• The data
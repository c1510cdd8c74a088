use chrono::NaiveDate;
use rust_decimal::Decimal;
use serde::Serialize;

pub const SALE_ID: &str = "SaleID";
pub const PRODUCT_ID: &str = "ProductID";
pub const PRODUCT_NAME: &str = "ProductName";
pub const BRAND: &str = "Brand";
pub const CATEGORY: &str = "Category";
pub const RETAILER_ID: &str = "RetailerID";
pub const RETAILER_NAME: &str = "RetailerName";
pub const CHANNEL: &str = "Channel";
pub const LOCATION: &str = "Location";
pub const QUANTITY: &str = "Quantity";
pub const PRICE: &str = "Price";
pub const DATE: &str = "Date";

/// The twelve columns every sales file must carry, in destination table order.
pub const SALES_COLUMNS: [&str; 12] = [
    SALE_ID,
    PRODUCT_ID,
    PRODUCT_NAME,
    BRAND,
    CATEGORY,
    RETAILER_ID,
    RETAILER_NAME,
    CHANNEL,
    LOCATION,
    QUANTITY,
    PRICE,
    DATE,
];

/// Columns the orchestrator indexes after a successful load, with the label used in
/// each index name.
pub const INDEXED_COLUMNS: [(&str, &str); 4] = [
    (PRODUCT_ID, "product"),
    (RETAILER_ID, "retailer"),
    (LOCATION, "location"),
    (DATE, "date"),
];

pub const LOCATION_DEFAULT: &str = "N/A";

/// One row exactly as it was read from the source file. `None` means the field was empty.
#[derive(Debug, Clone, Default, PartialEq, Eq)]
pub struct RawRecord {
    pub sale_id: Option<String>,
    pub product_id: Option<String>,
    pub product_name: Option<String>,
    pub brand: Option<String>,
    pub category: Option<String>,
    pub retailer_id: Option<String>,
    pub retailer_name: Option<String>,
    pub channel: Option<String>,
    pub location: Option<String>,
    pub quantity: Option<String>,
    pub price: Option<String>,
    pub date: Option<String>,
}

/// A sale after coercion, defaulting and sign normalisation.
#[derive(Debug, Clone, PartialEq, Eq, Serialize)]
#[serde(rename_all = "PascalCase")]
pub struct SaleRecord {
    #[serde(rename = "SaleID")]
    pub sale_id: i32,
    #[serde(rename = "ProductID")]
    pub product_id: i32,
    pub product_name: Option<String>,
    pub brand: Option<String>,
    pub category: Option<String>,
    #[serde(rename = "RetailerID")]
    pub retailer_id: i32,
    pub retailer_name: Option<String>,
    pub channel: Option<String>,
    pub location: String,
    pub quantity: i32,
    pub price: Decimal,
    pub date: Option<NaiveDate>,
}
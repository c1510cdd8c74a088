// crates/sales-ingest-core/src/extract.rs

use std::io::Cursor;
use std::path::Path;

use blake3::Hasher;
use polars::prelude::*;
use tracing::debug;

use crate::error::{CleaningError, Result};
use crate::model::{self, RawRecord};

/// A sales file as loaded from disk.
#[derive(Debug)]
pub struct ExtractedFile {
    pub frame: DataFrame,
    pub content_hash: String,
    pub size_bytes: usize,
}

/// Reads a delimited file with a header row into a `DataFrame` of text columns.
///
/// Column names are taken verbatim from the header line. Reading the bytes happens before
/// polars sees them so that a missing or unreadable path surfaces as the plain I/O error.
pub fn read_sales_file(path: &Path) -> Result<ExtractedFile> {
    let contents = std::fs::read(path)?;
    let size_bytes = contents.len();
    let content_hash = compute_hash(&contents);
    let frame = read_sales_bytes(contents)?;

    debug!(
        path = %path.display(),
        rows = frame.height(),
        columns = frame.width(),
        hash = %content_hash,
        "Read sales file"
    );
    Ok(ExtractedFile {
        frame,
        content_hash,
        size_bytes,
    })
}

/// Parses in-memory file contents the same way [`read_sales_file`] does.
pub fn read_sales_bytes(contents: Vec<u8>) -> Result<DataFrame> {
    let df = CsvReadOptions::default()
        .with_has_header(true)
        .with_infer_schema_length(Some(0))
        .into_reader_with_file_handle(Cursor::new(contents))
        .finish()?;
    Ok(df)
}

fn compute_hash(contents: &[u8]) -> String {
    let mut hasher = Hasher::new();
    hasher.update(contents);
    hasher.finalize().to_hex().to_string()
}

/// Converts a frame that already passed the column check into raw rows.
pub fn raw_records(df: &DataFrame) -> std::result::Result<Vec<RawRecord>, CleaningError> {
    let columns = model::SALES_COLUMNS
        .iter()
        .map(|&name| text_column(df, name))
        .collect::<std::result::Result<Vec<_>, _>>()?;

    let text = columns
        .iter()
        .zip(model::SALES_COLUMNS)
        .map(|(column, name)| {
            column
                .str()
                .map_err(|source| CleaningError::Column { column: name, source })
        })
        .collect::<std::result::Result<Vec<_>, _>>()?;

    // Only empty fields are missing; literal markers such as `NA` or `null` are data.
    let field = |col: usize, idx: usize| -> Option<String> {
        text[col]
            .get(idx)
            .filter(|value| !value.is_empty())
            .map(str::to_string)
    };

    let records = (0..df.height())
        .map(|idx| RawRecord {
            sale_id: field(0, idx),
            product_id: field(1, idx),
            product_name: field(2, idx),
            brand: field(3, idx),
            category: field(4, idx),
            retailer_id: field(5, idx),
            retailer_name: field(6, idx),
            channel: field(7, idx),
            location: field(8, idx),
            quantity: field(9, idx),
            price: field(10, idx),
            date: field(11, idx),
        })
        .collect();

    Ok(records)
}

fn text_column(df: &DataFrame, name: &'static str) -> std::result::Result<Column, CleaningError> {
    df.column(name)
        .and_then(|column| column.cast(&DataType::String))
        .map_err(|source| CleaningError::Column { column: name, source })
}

--

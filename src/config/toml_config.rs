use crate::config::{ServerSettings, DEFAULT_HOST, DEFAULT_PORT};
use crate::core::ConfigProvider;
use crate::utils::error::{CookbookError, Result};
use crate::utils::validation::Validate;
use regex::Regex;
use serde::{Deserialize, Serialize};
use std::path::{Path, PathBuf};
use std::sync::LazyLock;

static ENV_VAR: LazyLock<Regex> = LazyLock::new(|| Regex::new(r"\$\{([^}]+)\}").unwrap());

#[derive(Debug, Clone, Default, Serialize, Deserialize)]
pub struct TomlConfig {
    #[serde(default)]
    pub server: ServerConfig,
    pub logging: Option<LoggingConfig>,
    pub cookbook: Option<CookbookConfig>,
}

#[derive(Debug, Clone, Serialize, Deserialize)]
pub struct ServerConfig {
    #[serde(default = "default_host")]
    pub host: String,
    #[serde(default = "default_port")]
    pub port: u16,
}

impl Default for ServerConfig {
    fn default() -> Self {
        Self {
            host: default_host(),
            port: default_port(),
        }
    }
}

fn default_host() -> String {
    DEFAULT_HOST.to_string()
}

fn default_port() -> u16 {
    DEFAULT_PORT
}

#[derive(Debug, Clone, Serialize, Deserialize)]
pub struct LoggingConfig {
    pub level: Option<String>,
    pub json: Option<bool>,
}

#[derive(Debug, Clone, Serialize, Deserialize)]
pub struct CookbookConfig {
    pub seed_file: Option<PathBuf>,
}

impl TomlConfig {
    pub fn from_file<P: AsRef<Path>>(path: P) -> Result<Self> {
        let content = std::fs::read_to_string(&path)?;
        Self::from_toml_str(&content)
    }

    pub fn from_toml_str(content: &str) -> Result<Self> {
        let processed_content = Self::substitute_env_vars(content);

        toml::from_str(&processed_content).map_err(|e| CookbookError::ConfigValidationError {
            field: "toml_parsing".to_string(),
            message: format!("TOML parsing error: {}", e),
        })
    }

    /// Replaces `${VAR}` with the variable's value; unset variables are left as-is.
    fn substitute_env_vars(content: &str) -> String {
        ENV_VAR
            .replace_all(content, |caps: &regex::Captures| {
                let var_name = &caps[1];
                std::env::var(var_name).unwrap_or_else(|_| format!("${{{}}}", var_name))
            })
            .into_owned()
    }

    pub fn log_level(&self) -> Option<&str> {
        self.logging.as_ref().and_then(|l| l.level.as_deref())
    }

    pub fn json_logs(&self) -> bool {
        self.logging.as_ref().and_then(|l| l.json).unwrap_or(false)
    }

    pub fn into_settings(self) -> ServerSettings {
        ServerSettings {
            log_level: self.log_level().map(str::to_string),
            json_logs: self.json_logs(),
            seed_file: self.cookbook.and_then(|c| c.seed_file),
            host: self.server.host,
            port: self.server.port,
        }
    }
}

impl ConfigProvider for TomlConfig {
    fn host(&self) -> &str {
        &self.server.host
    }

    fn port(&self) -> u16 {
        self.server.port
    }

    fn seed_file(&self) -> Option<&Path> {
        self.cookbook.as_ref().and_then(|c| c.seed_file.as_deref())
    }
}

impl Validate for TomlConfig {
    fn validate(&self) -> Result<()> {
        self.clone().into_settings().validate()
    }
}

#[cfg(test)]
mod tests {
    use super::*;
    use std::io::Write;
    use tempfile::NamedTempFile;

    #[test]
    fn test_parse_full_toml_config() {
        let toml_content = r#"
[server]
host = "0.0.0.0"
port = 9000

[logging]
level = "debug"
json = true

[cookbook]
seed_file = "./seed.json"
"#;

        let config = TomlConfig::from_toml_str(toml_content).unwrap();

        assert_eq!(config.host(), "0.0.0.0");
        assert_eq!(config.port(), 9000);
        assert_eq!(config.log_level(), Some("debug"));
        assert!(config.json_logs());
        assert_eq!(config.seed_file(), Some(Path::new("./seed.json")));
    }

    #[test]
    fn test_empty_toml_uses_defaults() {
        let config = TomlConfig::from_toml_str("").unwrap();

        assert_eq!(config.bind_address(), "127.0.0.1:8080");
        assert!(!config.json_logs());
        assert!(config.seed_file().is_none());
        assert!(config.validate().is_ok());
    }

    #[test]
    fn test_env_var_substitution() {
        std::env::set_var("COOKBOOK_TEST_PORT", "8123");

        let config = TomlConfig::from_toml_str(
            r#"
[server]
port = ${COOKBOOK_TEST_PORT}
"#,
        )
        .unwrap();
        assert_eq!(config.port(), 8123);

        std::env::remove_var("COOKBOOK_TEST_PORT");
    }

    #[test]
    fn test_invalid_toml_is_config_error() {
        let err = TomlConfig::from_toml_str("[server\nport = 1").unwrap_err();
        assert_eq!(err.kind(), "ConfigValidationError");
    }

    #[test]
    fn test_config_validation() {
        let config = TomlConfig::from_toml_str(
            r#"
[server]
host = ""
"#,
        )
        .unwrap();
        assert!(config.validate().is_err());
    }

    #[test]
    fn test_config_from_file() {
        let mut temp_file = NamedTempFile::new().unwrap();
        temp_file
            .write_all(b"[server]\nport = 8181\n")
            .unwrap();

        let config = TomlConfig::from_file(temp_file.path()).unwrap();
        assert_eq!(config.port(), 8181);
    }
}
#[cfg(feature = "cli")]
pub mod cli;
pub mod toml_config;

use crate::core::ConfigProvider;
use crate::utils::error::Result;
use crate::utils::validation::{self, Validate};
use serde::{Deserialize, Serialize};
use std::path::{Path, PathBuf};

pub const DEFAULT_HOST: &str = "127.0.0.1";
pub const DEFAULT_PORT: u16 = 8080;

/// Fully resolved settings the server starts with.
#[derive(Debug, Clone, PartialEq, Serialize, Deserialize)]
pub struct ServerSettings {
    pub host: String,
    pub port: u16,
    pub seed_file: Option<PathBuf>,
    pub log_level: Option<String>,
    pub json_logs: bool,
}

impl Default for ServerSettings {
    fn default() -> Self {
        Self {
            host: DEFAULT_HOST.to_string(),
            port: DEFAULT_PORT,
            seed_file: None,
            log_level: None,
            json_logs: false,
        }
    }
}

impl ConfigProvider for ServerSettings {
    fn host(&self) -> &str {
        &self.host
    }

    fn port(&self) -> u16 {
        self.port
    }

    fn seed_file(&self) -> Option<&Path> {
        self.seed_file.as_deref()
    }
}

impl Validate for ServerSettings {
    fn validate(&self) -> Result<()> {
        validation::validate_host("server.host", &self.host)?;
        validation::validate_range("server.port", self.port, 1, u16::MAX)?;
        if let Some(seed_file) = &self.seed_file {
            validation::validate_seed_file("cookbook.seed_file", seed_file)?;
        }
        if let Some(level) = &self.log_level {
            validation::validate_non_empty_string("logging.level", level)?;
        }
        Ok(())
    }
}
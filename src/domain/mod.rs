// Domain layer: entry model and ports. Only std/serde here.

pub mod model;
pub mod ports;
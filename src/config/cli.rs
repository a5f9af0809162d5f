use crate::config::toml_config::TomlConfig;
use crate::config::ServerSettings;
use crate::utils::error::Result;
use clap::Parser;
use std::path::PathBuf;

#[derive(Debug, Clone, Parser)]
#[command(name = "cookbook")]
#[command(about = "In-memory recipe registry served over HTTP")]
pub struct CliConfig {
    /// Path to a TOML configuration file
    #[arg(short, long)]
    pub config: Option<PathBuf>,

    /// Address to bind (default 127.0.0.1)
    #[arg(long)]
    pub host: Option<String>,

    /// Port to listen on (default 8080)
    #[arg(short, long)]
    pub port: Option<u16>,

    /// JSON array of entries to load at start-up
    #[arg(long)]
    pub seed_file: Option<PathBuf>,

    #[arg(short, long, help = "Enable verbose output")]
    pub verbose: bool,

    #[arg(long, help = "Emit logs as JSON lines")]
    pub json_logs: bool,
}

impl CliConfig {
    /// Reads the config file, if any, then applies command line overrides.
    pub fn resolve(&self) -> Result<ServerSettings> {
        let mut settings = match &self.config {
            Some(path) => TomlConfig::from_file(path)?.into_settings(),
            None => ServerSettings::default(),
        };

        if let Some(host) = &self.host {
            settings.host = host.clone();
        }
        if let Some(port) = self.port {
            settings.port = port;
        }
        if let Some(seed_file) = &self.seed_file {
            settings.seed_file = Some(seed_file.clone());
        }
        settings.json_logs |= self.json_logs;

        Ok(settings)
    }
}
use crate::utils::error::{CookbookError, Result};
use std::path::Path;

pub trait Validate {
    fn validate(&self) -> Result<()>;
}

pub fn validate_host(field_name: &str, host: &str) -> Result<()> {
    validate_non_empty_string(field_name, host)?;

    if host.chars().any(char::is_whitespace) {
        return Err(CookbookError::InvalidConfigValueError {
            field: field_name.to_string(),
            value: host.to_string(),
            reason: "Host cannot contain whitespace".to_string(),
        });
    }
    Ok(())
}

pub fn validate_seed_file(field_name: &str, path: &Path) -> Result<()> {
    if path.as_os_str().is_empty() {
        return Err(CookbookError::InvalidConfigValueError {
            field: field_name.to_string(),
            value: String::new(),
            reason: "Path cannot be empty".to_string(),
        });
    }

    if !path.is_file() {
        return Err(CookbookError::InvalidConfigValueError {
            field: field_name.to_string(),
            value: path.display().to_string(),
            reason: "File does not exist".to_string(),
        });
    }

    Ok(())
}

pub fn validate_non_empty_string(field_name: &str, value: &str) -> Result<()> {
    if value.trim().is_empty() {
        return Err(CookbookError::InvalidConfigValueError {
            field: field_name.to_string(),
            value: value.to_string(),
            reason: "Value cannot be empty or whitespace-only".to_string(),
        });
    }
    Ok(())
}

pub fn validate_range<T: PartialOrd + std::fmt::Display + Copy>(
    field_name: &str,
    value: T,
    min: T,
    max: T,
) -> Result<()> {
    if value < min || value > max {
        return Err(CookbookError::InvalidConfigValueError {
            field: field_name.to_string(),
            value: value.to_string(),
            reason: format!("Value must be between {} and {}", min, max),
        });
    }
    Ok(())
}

• Problem to work on
Review the preceding data and report every line that includes the string "memory".

• Exercise output
/// Parses in-memory file contents the same way [`read_sales_file`] does.
#[command(about = "In-memory recipe registry served over HTTP")]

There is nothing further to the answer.